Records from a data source
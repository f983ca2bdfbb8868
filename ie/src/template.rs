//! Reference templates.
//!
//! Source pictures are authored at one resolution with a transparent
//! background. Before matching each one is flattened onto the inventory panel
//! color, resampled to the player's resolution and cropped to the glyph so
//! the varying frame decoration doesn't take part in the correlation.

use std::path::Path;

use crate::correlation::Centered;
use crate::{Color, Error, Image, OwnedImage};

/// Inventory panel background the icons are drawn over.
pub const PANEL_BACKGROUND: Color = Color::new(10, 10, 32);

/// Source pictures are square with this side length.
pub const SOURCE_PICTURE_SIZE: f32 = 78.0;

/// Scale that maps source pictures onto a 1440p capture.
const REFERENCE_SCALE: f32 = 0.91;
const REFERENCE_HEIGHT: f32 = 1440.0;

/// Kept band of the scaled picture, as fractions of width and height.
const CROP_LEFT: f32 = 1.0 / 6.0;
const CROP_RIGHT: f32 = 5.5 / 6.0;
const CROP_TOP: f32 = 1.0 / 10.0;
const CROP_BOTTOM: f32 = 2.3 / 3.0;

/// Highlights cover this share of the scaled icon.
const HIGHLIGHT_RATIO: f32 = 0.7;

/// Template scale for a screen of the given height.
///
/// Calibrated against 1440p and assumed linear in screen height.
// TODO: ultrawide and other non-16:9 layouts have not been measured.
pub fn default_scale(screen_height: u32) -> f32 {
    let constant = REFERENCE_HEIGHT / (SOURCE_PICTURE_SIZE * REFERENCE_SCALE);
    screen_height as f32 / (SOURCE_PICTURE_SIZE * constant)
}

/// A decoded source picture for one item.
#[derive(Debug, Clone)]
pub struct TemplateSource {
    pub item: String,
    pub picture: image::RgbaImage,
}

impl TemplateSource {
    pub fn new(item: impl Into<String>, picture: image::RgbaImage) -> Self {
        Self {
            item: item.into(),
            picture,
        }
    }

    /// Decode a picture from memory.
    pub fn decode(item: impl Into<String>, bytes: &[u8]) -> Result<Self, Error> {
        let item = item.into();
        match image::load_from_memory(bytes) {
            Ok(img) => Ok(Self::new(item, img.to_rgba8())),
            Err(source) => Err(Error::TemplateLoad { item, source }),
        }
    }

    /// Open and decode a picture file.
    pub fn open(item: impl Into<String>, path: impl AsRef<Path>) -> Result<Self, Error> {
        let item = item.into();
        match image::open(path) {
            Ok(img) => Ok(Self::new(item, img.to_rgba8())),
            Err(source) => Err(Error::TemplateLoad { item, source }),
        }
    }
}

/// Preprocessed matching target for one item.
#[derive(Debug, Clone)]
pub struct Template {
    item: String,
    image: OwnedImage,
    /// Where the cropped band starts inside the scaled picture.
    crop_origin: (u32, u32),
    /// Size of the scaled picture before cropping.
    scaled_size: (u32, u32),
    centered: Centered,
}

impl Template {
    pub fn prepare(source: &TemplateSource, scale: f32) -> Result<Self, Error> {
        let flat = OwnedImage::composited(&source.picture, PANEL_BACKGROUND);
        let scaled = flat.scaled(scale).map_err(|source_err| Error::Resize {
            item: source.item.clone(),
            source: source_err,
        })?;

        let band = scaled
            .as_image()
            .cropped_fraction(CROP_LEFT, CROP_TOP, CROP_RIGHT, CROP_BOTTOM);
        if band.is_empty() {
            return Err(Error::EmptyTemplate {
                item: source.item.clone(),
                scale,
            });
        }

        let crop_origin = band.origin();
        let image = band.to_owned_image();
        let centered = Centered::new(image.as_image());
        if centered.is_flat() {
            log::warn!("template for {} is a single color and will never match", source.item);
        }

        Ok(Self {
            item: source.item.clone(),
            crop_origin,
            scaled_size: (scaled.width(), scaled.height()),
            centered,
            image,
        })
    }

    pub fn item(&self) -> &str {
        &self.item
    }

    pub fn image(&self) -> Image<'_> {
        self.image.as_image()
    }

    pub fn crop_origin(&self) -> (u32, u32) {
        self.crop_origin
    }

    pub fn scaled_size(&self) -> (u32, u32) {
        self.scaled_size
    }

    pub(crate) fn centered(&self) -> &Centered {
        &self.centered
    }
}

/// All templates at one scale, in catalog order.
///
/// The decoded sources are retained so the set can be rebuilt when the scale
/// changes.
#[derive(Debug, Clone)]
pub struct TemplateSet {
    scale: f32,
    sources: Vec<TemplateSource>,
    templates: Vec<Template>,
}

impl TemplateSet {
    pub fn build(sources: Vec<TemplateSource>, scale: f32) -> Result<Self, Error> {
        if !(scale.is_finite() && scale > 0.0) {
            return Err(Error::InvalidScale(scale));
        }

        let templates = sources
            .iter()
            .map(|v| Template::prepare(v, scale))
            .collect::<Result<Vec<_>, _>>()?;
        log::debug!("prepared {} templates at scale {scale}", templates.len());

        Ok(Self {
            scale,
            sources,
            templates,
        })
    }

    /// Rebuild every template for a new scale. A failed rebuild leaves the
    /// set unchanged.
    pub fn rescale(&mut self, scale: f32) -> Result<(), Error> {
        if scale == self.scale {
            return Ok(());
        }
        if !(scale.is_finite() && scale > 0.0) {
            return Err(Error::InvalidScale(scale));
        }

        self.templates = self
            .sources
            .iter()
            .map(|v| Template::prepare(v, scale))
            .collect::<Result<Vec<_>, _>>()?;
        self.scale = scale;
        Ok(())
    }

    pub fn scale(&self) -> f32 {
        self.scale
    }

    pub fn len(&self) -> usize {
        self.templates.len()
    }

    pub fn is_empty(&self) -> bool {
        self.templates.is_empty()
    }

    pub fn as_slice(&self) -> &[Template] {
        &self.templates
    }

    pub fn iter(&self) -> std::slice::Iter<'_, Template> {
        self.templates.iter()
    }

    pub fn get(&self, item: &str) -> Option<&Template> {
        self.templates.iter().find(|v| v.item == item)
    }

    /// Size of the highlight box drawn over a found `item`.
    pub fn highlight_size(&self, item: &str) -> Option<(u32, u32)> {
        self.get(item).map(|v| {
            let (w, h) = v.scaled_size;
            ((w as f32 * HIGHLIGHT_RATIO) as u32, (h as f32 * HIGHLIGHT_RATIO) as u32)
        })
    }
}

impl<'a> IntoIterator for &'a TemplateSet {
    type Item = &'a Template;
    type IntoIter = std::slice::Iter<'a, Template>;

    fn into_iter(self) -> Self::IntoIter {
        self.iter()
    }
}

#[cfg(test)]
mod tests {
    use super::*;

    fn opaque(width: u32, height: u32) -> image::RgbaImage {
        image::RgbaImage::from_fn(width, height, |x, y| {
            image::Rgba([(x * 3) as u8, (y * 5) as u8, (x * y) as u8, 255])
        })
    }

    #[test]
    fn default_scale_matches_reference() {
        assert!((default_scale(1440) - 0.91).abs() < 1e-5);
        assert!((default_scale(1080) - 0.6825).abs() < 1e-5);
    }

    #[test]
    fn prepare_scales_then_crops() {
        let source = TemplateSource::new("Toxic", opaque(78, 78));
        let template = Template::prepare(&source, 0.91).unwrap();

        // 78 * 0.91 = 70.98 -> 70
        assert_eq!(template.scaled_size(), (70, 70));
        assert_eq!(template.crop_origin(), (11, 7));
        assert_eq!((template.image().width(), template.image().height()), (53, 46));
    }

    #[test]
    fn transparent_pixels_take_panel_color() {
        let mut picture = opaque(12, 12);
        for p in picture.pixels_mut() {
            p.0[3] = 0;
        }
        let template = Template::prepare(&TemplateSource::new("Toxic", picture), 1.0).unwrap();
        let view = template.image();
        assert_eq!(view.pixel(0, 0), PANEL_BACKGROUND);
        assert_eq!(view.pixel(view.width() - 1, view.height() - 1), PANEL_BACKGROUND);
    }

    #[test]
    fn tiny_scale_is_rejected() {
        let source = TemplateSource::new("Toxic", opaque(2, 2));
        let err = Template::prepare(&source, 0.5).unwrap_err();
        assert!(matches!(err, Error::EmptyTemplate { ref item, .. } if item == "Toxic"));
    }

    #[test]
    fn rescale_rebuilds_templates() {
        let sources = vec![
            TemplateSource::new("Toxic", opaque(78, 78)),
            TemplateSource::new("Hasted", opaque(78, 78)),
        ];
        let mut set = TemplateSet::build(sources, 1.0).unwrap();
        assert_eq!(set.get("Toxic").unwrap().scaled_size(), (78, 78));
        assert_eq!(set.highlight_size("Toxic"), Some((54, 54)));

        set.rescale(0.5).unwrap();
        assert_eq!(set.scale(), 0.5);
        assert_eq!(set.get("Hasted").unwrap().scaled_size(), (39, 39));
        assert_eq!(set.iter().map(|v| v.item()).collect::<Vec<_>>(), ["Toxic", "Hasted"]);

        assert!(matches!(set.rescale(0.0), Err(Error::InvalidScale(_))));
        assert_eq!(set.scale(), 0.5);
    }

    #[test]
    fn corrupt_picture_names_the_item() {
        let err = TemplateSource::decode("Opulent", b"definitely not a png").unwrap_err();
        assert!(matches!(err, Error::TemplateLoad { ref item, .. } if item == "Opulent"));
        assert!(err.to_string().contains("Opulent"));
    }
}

Problem statement -> For each line in the data that holds the word "resolution", copy the line.

Answer box ->
//! Source pictures are authored at one resolution with a transparent
//! color, resampled to the player's resolution and cropped to the glyph so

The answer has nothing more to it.